The required output consists solely of the lines from the top of the listing through the line containing "if step == 0", transcribed exactly.

RECORDS SHOWN START

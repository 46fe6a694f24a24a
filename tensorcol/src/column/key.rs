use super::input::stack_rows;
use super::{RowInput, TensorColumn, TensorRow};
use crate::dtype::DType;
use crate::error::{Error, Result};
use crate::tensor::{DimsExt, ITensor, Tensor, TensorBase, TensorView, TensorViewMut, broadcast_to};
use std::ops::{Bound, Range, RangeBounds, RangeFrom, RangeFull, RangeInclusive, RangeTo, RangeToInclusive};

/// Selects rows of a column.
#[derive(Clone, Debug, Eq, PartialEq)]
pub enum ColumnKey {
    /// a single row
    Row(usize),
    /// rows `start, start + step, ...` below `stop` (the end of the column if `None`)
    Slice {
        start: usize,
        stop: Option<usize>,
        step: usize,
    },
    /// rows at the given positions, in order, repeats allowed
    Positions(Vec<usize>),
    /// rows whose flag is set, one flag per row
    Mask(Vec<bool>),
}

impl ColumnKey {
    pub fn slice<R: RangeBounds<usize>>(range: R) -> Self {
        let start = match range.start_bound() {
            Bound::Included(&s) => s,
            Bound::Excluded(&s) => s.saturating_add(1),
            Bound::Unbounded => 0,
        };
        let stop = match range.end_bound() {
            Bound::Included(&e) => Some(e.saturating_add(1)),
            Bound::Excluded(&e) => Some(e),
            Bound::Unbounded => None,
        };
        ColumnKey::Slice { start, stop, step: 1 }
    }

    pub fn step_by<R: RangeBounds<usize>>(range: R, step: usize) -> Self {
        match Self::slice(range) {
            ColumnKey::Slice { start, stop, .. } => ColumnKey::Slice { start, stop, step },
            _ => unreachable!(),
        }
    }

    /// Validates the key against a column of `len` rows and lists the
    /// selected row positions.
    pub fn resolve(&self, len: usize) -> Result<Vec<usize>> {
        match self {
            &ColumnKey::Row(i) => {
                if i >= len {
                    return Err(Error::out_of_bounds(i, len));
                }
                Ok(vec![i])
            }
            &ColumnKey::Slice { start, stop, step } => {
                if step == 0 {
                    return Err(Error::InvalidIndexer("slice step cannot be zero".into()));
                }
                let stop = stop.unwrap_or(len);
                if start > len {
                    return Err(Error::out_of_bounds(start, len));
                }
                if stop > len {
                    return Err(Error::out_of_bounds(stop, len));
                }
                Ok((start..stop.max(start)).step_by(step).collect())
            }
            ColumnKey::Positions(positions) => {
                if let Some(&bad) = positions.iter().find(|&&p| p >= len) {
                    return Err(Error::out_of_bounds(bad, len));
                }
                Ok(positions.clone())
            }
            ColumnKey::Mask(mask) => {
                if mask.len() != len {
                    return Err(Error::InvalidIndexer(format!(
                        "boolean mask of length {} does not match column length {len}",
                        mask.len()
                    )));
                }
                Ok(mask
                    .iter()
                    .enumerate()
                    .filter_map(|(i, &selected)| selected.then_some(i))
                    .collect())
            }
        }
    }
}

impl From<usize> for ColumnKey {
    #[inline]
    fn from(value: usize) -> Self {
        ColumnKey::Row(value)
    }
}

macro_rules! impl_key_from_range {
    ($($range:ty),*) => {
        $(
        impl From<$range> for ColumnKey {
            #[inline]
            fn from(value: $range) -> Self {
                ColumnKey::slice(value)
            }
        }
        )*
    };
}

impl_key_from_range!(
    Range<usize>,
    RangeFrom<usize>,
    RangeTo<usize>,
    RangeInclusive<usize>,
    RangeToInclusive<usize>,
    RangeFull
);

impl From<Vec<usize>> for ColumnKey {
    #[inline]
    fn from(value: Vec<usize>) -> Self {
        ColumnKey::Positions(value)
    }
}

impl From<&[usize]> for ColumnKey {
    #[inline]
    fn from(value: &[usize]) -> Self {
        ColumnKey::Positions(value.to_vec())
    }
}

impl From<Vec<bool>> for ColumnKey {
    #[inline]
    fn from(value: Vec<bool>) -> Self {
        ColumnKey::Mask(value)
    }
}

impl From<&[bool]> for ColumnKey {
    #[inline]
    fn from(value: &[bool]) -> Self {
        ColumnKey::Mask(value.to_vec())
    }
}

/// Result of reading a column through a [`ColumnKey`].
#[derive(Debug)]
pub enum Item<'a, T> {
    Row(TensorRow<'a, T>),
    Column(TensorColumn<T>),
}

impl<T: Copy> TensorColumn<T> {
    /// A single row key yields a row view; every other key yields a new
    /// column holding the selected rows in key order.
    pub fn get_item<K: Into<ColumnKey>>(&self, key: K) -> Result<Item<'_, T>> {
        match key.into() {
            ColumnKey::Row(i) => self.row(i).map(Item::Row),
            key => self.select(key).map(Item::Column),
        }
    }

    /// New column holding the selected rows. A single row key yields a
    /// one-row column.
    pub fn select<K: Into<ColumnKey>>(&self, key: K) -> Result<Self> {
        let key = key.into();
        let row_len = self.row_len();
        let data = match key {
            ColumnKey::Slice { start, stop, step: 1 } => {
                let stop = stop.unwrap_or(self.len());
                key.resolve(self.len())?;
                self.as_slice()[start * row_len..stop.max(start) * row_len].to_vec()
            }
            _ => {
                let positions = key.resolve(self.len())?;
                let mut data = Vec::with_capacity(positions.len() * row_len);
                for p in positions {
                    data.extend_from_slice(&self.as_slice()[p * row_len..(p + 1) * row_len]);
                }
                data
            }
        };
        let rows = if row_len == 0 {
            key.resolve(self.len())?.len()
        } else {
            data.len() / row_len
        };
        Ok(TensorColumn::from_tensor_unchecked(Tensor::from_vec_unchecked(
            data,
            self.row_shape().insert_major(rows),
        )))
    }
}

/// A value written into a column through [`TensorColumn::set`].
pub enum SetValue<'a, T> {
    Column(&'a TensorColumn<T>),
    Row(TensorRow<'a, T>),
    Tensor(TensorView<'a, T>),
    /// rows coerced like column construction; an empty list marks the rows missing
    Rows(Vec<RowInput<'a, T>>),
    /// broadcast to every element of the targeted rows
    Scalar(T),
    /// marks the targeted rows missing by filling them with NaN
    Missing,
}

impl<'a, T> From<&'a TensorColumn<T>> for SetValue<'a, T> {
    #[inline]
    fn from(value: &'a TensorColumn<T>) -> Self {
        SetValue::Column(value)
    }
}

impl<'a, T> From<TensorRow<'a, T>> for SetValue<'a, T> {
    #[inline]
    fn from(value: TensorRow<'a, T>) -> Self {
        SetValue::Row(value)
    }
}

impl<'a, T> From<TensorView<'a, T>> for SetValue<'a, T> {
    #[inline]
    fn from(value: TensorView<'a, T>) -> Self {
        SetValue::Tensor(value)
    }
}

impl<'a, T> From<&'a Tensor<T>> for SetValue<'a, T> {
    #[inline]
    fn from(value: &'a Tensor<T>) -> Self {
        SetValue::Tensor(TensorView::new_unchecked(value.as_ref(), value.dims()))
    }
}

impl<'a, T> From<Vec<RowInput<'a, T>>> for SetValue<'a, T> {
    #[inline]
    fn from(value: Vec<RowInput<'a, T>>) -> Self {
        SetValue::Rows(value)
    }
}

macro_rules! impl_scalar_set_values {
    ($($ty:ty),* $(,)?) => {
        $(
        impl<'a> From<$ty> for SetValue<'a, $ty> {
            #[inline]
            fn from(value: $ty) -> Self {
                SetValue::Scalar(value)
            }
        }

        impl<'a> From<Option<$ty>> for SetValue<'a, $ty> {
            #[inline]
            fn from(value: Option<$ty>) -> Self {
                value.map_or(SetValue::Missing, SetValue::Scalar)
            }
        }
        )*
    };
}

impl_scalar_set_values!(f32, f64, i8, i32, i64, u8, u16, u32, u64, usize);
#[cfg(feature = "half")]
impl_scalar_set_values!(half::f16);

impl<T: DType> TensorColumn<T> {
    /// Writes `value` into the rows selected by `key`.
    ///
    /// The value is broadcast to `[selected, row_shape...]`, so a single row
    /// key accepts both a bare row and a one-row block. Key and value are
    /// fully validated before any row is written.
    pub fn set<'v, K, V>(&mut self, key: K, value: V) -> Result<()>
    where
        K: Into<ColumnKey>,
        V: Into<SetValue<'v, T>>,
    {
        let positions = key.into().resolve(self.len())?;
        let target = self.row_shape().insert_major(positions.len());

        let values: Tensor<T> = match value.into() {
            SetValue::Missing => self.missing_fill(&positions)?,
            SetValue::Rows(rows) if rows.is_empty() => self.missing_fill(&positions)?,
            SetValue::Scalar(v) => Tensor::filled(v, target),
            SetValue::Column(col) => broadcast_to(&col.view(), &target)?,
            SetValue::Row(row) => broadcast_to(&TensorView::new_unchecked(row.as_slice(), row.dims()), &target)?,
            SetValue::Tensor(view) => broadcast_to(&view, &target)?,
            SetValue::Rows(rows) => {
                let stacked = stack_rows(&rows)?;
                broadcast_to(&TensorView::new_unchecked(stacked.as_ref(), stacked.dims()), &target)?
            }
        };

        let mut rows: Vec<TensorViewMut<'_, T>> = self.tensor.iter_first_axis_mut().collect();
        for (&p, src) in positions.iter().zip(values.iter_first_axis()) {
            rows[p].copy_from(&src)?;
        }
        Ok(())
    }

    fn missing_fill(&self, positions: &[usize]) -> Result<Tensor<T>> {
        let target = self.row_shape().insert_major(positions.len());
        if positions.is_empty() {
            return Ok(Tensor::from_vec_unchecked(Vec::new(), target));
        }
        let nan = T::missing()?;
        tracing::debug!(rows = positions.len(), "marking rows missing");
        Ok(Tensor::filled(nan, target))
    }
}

RECORDS SHOWN END

→ **EXPECTED OUTPUT**:
repository 46fe6a694f24a24a
filename tensorcol/src/column/key.rs
use super::input::stack_rows;
use super::{RowInput, TensorColumn, TensorRow};
use crate::dtype::DType;
use crate::error::{Error, Result};
use crate::tensor::{DimsExt, ITensor, Tensor, TensorBase, TensorView, TensorViewMut, broadcast_to};
use std::ops::{Bound, Range, RangeBounds, RangeFrom, RangeFull, RangeInclusive, RangeTo, RangeToInclusive};

/// Selects rows of a column.
#[derive(Clone, Debug, Eq, PartialEq)]
pub enum ColumnKey {
    /// a single row
    Row(usize),
    /// rows `start, start + step, ...` below `stop` (the end of the column if `None`)
    Slice {
        start: usize,
        stop: Option<usize>,
        step: usize,
    },
    /// rows at the given positions, in order, repeats allowed
    Positions(Vec<usize>),
    /// rows whose flag is set, one flag per row
    Mask(Vec<bool>),
}

impl ColumnKey {
    pub fn slice<R: RangeBounds<usize>>(range: R) -> Self {
        let start = match range.start_bound() {
            Bound::Included(&s) => s,
            Bound::Excluded(&s) => s.saturating_add(1),
            Bound::Unbounded => 0,
        };
        let stop = match range.end_bound() {
            Bound::Included(&e) => Some(e.saturating_add(1)),
            Bound::Excluded(&e) => Some(e),
            Bound::Unbounded => None,
        };
        ColumnKey::Slice { start, stop, step: 1 }
    }

    pub fn step_by<R: RangeBounds<usize>>(range: R, step: usize) -> Self {
        match Self::slice(range) {
            ColumnKey::Slice { start, stop, .. } => ColumnKey::Slice { start, stop, step },
            _ => unreachable!(),
        }
    }

    /// Validates the key against a column of `len` rows and lists the
    /// selected row positions.
    pub fn resolve(&self, len: usize) -> Result<Vec<usize>> {
        match self {
            &ColumnKey::Row(i) => {
                if i >= len {
                    return Err(Error::out_of_bounds(i, len));
                }
                Ok(vec![i])
            }
            &ColumnKey::Slice { start, stop, step } => {
                if step == 0 {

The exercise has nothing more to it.